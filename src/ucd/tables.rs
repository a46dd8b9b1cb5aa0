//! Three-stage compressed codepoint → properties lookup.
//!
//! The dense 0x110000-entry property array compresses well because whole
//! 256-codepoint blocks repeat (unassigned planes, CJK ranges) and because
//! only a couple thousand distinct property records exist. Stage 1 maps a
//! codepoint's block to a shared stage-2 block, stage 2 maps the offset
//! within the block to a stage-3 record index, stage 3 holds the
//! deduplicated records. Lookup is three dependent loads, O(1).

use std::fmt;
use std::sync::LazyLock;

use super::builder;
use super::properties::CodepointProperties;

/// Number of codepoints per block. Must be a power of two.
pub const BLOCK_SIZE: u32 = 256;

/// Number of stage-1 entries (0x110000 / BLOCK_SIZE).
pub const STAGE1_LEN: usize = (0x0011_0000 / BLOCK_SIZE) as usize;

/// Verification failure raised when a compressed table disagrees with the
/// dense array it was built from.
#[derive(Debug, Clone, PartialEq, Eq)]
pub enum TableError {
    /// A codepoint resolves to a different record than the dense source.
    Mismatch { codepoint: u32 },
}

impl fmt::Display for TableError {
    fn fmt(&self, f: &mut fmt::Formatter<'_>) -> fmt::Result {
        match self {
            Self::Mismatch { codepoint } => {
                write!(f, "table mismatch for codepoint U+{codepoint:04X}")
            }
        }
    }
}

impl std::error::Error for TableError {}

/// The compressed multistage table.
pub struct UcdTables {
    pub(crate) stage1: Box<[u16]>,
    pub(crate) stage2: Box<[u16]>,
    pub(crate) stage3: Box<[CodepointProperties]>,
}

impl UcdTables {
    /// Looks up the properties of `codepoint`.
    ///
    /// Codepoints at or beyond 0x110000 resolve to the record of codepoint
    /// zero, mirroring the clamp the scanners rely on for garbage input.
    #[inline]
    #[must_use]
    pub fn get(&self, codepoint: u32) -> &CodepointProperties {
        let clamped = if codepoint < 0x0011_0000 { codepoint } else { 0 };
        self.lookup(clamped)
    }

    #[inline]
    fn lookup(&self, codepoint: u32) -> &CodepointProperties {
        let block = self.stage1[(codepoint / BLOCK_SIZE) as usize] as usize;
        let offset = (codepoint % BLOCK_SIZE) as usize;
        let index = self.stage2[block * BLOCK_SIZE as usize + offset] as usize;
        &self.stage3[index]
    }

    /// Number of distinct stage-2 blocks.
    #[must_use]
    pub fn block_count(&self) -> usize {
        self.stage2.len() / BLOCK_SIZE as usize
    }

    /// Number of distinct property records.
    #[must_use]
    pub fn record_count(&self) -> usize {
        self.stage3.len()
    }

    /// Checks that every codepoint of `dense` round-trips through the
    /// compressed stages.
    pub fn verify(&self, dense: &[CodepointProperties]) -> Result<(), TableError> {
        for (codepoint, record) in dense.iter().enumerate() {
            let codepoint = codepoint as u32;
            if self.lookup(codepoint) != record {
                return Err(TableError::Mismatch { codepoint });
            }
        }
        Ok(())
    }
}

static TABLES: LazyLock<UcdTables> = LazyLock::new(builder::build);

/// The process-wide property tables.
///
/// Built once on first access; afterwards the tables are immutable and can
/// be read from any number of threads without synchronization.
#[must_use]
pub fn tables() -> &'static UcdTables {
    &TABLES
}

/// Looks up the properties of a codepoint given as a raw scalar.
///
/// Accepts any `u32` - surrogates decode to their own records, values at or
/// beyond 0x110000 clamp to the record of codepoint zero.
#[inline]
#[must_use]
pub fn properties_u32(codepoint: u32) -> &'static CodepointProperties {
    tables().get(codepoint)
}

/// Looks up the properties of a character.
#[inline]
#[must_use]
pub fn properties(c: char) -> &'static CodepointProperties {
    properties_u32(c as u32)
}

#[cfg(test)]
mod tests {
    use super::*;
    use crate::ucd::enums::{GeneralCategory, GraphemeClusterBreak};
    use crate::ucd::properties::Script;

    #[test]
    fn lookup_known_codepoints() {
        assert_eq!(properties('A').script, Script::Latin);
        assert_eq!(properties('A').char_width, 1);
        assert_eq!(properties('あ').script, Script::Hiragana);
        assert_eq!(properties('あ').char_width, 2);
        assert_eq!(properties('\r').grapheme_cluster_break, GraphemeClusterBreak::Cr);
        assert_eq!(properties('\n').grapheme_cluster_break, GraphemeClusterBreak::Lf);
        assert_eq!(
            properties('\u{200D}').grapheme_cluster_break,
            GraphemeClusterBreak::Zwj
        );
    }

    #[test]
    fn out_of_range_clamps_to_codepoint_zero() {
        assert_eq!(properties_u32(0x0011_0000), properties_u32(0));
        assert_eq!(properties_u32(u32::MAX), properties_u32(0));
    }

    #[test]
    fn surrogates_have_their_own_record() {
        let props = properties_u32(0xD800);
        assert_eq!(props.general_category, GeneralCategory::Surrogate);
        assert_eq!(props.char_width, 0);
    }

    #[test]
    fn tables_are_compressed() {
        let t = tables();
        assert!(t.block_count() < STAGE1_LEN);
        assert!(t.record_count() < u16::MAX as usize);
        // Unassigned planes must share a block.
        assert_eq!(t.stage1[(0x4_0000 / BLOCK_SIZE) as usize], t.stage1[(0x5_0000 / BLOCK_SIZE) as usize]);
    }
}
= = = =
**Your instructions**
Print exactly the lines from the beginning of the entries through the line with "3 holds the". Output nothing more.

**Exercise output**
filename src/ucd/tables.rs
repository a46dd8b9b1cb5aa0
//! Three-stage compressed codepoint → properties lookup.
//!
//! The dense 0x110000-entry property array compresses well because whole
//! 256-codepoint blocks repeat (unassigned planes, CJK ranges) and because
//! only a couple thousand distinct property records exist. Stage 1 maps a
//! codepoint's block to a shared stage-2 block, stage 2 maps the offset
//! within the block to a stage-3 record index, stage 3 holds the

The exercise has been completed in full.